All Austrians say is that deflation in a fiat money
regime and the economic hardship that accompanies it will
inevitably trigger a printing response that is not
constrained by anything, which is true. Abandonment
of further credit expansion was what we saw in 2008 and are
seeing now. In the first half of 2008 we saw a crack up boom.
We are also seeing unconstrained printing response.
During the Great Depression there was a constraint -
the dollar was on gold standard. How about Japan? We'll see.
Their sovereign debt position is about the worst out there
among developed nations. While the WWII ended the
GD in the US, it also zeroed out currencies of many
countries, Japan included.

Message 26154867
Message 26154689



To: carranza2 who wrote (25270)12/7/2009 1:34:17 PM
From: benwood  Read Replies (1) | Respond to of 71456
 
That's deflation due to prior fiscal insanity, and I'd agree with you there. It's more a case of everything unraveling ala Enron death spiral.

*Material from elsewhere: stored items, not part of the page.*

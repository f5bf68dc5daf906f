//! SQL migration definitions for the docflow object database.
//!
//! Migrations are applied in order on database open. Each migration has a
//! version number and a batch of SQL statements.

/// A database migration with a version and SQL statements.
pub(crate) struct Migration {
    pub version: u32,
    pub description: &'static str,
    pub sql: &'static str,
}

/// All migrations, in ascending version order.
pub(crate) fn all_migrations() -> Vec<Migration> {
    vec![Migration {
        version: 1,
        description: "Initial schema: objects keyed by bucket and key",
        sql: r#"
-- Schema version tracking
CREATE TABLE IF NOT EXISTS schema_migrations (
    version   INTEGER PRIMARY KEY,
    applied_at TEXT NOT NULL DEFAULT (datetime('now'))
);

-- Stored JSON objects, one row per (bucket, key); writes overwrite
CREATE TABLE IF NOT EXISTS objects (
    bucket       TEXT NOT NULL,
    key          TEXT NOT NULL,
    body         TEXT NOT NULL,
    content_type TEXT NOT NULL,
    content_hash TEXT NOT NULL,
    content_len  INTEGER NOT NULL,
    request_id   TEXT NOT NULL,
    stored_at    TEXT NOT NULL,
    PRIMARY KEY (bucket, key)
);

CREATE INDEX IF NOT EXISTS idx_objects_stored_at ON objects(bucket, stored_at);

INSERT INTO schema_migrations (version) VALUES (1);
"#,
    }]
}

But the deflation in the US of ~20% over the course of the 80 years preceding the formation of the 'inflation fighter' Feds was largely due to manufacturing and farming productivity gains, and that illustrates to me that the thing to fear now is the rogue side effects created by the Fed's actions, not deflation per se.

But we'll get that chaos, mayhem, and reset anyway (got a preview last year) thanks to the massive distortions in the economy and the financial sector.

So in the end, I believe the thing they claim to fear will actually have been much more benign, had they allowed it to occur e.g. in 2001, than the result of years of snake oil medicine. Of that, I have absolutely no doubt.